Major shipping companies, including France-based CMA CGM and Switzerland-based MSC, have suggested that refrigerated container customers reroute their cargo away from Shanghai.
Chinese officials have continued to insist that the port of Shanghai was functioning, with its employees designated as key workers during the now indefinitely extended lockdown of more than 25m people, but there were increasing reports of congestion even before city officials announced a further tightening of restrictions
Shanghai has been setting new records with more than 20,000 new cases a day being recorded last week. Symptomatic cases were also on the rise with the health authorities saying that the number doubled to 824 on Friday April 8th.
Some reports claimed that 90% of trucking capacity serving the port of Shanghai was now stopped. Restrictions were said to have been expanded to prevent most trucks from leaving the city. Since the beginning of the lockdown drivers have been required to test negative for Covid-19 to enter the port. They have also been limited in their routes and when they can travel.
CMA CGM told customers in an April 8th advisory that it had observed “a massive impact on both trucking movements’ velocity and available trucking capacities”, adding that “these factors have a major impact on import cargo that suffer drastically slower pick-up time and therefore excessively stretched dwell time.”
The Shanghai International Port Group reported that it was using a closed-loop approach to reduce exposure during the current wave of the virus across the city. However, there were reports that the container port, the busiest in the world, was operating at only half capacity.

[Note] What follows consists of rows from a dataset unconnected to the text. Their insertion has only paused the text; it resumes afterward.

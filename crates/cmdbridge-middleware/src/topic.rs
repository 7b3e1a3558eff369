//! Topic scheme shared by the bridge and its external clients.
//!
//! Topics are `/`-delimited. Routing information lives in the *trailing*
//! segments, so any prefix (including broker-specific wildcards) is accepted:
//!
//! | Topic | Scheme |
//! |---|---|
//! | query request | `<prefix>/<device-name>` (or the `all` sentinel) |
//! | command request | `<prefix>/<device-name>/<command-name>/<method>` |
//! | command response | `<response-prefix>/<device-name>/<command-name>/<method>` |

use cmdbridge_types::BridgeError;

/// Device-name sentinel meaning "every device".
pub const ALL_DEVICES: &str = "all";

/// Configuration keys of the external topic map.
pub mod keys {
    pub const COMMAND_REQUEST_TOPIC: &str = "CommandRequestTopic";
    pub const COMMAND_QUERY_REQUEST_TOPIC: &str = "CommandQueryRequestTopic";
    pub const COMMAND_RESPONSE_TOPIC_PREFIX: &str = "CommandResponseTopicPrefix";
    pub const QUERY_RESPONSE_TOPIC: &str = "QueryResponseTopic";
    /// Internal topic map: prefix of device-service command requests.
    pub const DEVICE_COMMAND_REQUEST_TOPIC_PREFIX: &str = "DeviceCommandRequestTopicPrefix";
}

/// `(device, command, method)` parsed from a command request topic.
///
/// `method` is kept verbatim so that the response topic mirrors the request
/// topic even when the method turns out to be invalid.
#[derive(Debug, Clone, PartialEq, Eq)]
pub struct CommandTopic {
    pub device_name: String,
    pub command_name: String,
    pub method: String,
}

/// Extract the device name from a query request topic.
///
/// Any casing of `all` is normalised to [`ALL_DEVICES`].
pub fn parse_query_topic(topic: &str) -> String {
    let device_name = topic.rsplit('/').next().unwrap_or_default();
    if device_name.eq_ignore_ascii_case(ALL_DEVICES) {
        ALL_DEVICES.to_string()
    } else {
        device_name.to_string()
    }
}

/// Parse the last three segments of a command request topic.
pub fn parse_command_topic(topic: &str) -> Result<CommandTopic, BridgeError> {
    let levels: Vec<&str> = topic.split('/').collect();
    let [.., device_name, command_name, method] = levels.as_slice() else {
        return Err(BridgeError::TopicScheme(format!(
            "'{topic}' has {} level(s), expected request topic scheme '#/<device-name>/<command-name>/<method>'",
            levels.len()
        )));
    };
    Ok(CommandTopic {
        device_name: device_name.to_string(),
        command_name: command_name.to_string(),
        method: method.to_string(),
    })
}

/// `<prefix>/<device>/<command>/<method>`.
///
/// The request's levels are copied verbatim, empty ones included, so the
/// reply lands on the address the client derived from its own request.
pub fn build_response_topic(prefix: &str, topic: &CommandTopic) -> String {
    [
        prefix.trim_end_matches('/'),
        &topic.device_name,
        &topic.command_name,
        &topic.method,
    ]
    .join("/")
}

/// Join topic levels with `/`, ignoring empty levels and stray separators at
/// the joints.
pub fn build_topic(levels: &[&str]) -> String {
    levels
        .iter()
        .map(|level| level.trim_matches('/'))
        .filter(|level| !level.is_empty())
        .collect::<Vec<_>>()
        .join("/")
}

/// MQTT topic-filter matching with `+` (one level) and `#` (remaining
/// levels) wildcards.
pub fn matches_filter(filter: &str, topic: &str) -> bool {
    let mut filter_levels = filter.split('/');
    let mut topic_levels = topic.split('/');
    loop {
        match (filter_levels.next(), topic_levels.next()) {
            (Some("#"), _) => return true,
            (Some("+"), Some(_)) => continue,
            (Some(f), Some(t)) if f == t => continue,
            (None, None) => return true,
            _ => return false,
        }
    }
}
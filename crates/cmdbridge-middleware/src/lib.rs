//! `cmdbridge-middleware` – the request/response translation engine.
//!
//! Bridges a topic-addressed external publish/subscribe broker onto an
//! internal message bus with correlated, time-bounded request/response.
//!
//! # Modules
//!
//! - [`topic`] – parsing and construction of request/response topics, plus
//!   MQTT wildcard matching.
//! - [`validate`] – method and query-parameter gates.
//! - [`correlation`] – waiters keyed by request ID with a bounded wait.
//! - [`bus`] – the [`MessageBus`] seam and the in-process [`LocalBus`].
//! - [`broker`] – the [`Broker`] seam to the external broker.
//! - [`mqtt`] – MQTT implementations of both seams.
//! - [`routing`] – device-to-service routing ([`DeviceRouter`]).
//! - [`query`] – command queries ([`CommandQuery`]).
//! - [`bridge`] – [`CommandBridge`], the handlers tying it all together.

pub mod bridge;
pub mod broker;
pub mod bus;
pub mod correlation;
pub mod mqtt;
pub mod query;
pub mod routing;
pub mod topic;
pub mod validate;

pub use bridge::{BridgeSettings, CommandBridge};
pub use broker::Broker;
pub use bus::{BusRequest, LocalBus, MessageBus, ServiceSubscriber};
pub use correlation::PendingRequests;
pub use mqtt::{MqttBroker, MqttBus};
pub use query::{CommandQuery, StaticCommandQuery};
pub use routing::{DeviceRouter, Route, StaticRouter};
//! Internal message bus: correlated request/response with a bounded wait.
//!
//! [`MessageBus`] is the seam the bridge calls through. Two implementations
//! exist:
//!
//! * [`LocalBus`] – in-process, built on [`tokio::sync::broadcast`]. Device
//!   services subscribe by topic prefix and answer through
//!   [`LocalBus::respond`]. Used for embedding and tests.
//! * [`MqttBus`][crate::mqtt::MqttBus] – requests travel over an MQTT broker.

use std::sync::Arc;
use std::time::Duration;

use async_trait::async_trait;
use cmdbridge_types::{BridgeError, MessageEnvelope};
use tokio::sync::broadcast;
use tracing::warn;

use crate::correlation::PendingRequests;

/// Default channel capacity (number of buffered requests before old ones are
/// dropped for slow device services).
const DEFAULT_CAPACITY: usize = 256;

/// Request/response primitive of the internal bus.
#[async_trait]
pub trait MessageBus: Send + Sync {
    /// Send `request` to `service` on `topic` and wait at most `timeout` for
    /// the response correlated by `requestID`.
    async fn request(
        &self,
        request: MessageEnvelope,
        service: &str,
        topic: &str,
        timeout: Duration,
    ) -> Result<MessageEnvelope, BridgeError>;
}

/// A request as seen by a device service on the [`LocalBus`].
#[derive(Debug, Clone)]
pub struct BusRequest {
    pub service: String,
    pub topic: String,
    pub envelope: MessageEnvelope,
}

/// In-process internal bus. Clone it cheaply – all clones share the same
/// channel and pending-request table.
#[derive(Clone)]
pub struct LocalBus {
    sender: broadcast::Sender<BusRequest>,
    pending: Arc<PendingRequests>,
}

impl LocalBus {
    /// Create a new bus with the given channel capacity.
    pub fn new(capacity: usize) -> Self {
        let (sender, _) = broadcast::channel(capacity);
        Self {
            sender,
            pending: Arc::new(PendingRequests::new()),
        }
    }

    /// Subscribe to requests whose topic starts with `topic_prefix`.
    pub fn subscribe(&self, topic_prefix: impl Into<String>) -> ServiceSubscriber {
        ServiceSubscriber {
            topic_prefix: topic_prefix.into(),
            receiver: self.sender.subscribe(),
        }
    }

    /// Deliver a device-service response to its waiting requester.
    ///
    /// Returns `false` when the request is unknown or already timed out; the
    /// response is dropped in that case.
    pub fn respond(&self, response: MessageEnvelope) -> bool {
        self.pending.complete(response)
    }

    /// Number of requests awaiting a response.
    pub fn in_flight(&self) -> usize {
        self.pending.len()
    }
}

impl Default for LocalBus {
    fn default() -> Self {
        Self::new(DEFAULT_CAPACITY)
    }
}

#[async_trait]
impl MessageBus for LocalBus {
    async fn request(
        &self,
        request: MessageEnvelope,
        service: &str,
        topic: &str,
        timeout: Duration,
    ) -> Result<MessageEnvelope, BridgeError> {
        let pending = self.pending.register(&request.request_id)?;
        let bus_request = BusRequest {
            service: service.to_string(),
            topic: topic.to_string(),
            envelope: request,
        };
        if self.sender.send(bus_request).is_err() {
            return Err(BridgeError::Transport(format!(
                "no device service is listening on '{topic}'"
            )));
        }
        pending.wait(timeout).await
    }
}

/// A device-service subscription that only yields requests whose topic
/// starts with the given prefix.
pub struct ServiceSubscriber {
    topic_prefix: String,
    receiver: broadcast::Receiver<BusRequest>,
}

impl ServiceSubscriber {
    /// Wait for the next matching request.
    ///
    /// Returns `None` when the bus is closed and no further requests will
    /// arrive.
    pub async fn recv(&mut self) -> Option<BusRequest> {
        loop {
            match self.receiver.recv().await {
                Ok(request) if request.topic.starts_with(&self.topic_prefix) => {
                    return Some(request);
                }
                Ok(_) => continue,
                Err(broadcast::error::RecvError::Lagged(n)) => {
                    warn!(topic_prefix = %self.topic_prefix, lagged_by = n, "ServiceSubscriber lagged");
                    continue;
                }
                Err(broadcast::error::RecvError::Closed) => return None,
            }
        }
    }
}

Workers were permitted the terminals to continue to service ships, but a lack of lorries meant imports were accumulating on the dock, while any of the factories that had been able to continue to operate were finding it difficult to moved their goods to the ports.
CMA CGM suggested to customers on Friday April 8th that “to prevent a potential situation whereby on last-minute your reefer shipment is denied for discharge due to limited plug capacities, it is highly recommended that cargo owners anticipate potential issues and identify re-rerouting options.”
CMA CGM said that it would waive the change of destination (COD) administration fee for those customers who decide to COD inbound reefers from Shanghai to other alternative ports.
MSC reported experiencing “considerable congestion, resulting in low or, at times, no availability of plugs for reefer containers.” The company advised clients that it could not discharge reefer containers at the designated port if there was no power source available. They also recommended rerouting, stating that “if the situation does not improve soon it may be necessary to abandon the voyage and advise you from where your container(s) may be collected.”
Of some concern to both China and all those involved in global trade is that other cities across the country were beginning to report new cases of Covid-19 and that they were responding accordingly.
The Yantian terminal at Shenzhen port in southern China was reported to have halted operations briefly on April 7th for two hours to “smooth out port operations.”
Bloomberg reported that, if the Shanghai’s lockdown continued throughout April, the city would suffer a 6% fall in GDP resulting in an overall 2% cut in GDP for China.